EXERCISE INSTRUCTIONS:
Lines before the one containing "tracing_subscriber::fmt()" are left out; that line and all after it, through the end of the records, must be transcribed exactly.

TASK DATA:
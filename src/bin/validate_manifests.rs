// Copyright 2026, Jeroen van Erp <jeroen@geeko.me>
// SPDX-License-Identifier: Apache-2.0

//! Check that every manifest in a tree is placed and named correctly.
//! Exits non-zero on the first offending file.

use anyhow::Result;
use clap::Parser;
use std::io::{self, Write};
use std::process::ExitCode;
use tracing::info;
use tracing::level_filters::LevelFilter;
use tracing_subscriber::EnvFilter;

use manifest_tools::config::Config;
use manifest_tools::error::ManifestError;
use manifest_tools::validator::validate_tree;

fn main() -> ExitCode {
    tracing_subscriber::fmt()
        .with_env_filter(
            EnvFilter::builder()
                .with_default_directive(LevelFilter::WARN.into())
                .from_env_lossy(),
        )
        .with_writer(io::stderr)
        .init();

    let config = Config::parse();

    match run(&config) {
        Ok(()) => ExitCode::SUCCESS,
        Err(e) => {
            // Manifest errors already carry their cause in the message
            match e.downcast_ref::<ManifestError>() {
                Some(err) => eprintln!("{}", err),
                None => eprintln!("{:#}", e),
            }
            ExitCode::FAILURE
        }
    }
}

fn run(config: &Config) -> Result<()> {
    let mut stdout = io::stdout().lock();

    let checked = validate_tree(config.root(), |path| {
        writeln!(stdout, "Validating {}...", path.display())?;
        stdout.flush()
    })?;

    info!("All {} manifests are valid", checked);
    Ok(())
}
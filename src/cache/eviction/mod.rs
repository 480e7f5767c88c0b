//! Eviction ranking used by cache pruning

pub mod ordering;

pub use ordering::{compare, rank_worst_first};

RESULT FOR THIS EXERCISE:
    tracing_subscriber::fmt()
        .with_env_filter(
            EnvFilter::builder()
                .with_default_directive(LevelFilter::WARN.into())
                .from_env_lossy(),
        )
        .with_writer(io::stderr)
        .init();

    let config = Config::parse();

    match run(&config) {
        Ok(()) => ExitCode::SUCCESS,
        Err(e) => {
            // Manifest errors already carry their cause in the message
            match e.downcast_ref::<ManifestError>() {
                Some(err) => eprintln!("{}", err),
                None => eprintln!("{:#}", e),
            }
            ExitCode::FAILURE
        }
    }
}

fn run(config: &Config) -> Result<()> {
    let mut stdout = io::stdout().lock();

    let checked = validate_tree(config.root(), |path| {
        writeln!(stdout, "Validating {}...", path.display())?;
        stdout.flush()
    })?;

    info!("All {} manifests are valid", checked);
    Ok(())
}
filename src/cache/eviction/mod.rs
repository 480e7f5767c88c0b
//! Eviction ranking used by cache pruning

pub mod ordering;

pub use ordering::{compare, rank_worst_first};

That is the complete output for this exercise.